→ **Instructions to follow**
From the entries that follow, copy each line in which "PauseSchedule" appears.

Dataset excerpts
# # # #

//! Deterministic test bench for the ipframe encapsulator.
//!
//! The engine in `ipframe-core` never owns a clock, so everything here is a
//! plain loop: a [`UdpFrameSource`] feeds header descriptors and payload
//! beats, the engine ticks, and an [`IpFrameSink`] reassembles whatever comes
//! out. A [`PauseSchedule`] stalls either side to exercise backpressure, and
//! the seeded variant makes random stalls reproducible.
//!
//! Correctness is judged two ways: the fixed verification [`matrix`] that
//! walks payload lengths 1 through 17 under each pause mode, and the
//! [`ReferenceModel`], a pure function of the transmitted frames that the
//! engine's output must match exactly.

#![forbid(unsafe_code)]
#![warn(missing_docs)]

pub mod error;
pub mod frame;
pub mod matrix;
pub mod model;
pub mod pause;
pub mod scenario;
pub mod sink;
pub mod source;
pub mod testbench;

pub use error::HarnessError;
pub use frame::{Fault, FrameSpec, FrameTemplate, IpFrame, Transmission, UdpFrame};
pub use matrix::{CaseReport, MatrixCase, run_case};
pub use model::{ReferenceModel, check_against_model, tick_budget};
pub use pause::PauseSchedule;
pub use sink::{BeatRecord, IpFrameSink, SinkError};
pub use source::UdpFrameSource;
pub use testbench::Testbench;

# # # #

→ **Solution**
//! out. A [`PauseSchedule`] stalls either side to exercise backpressure, and
pub use pause::PauseSchedule;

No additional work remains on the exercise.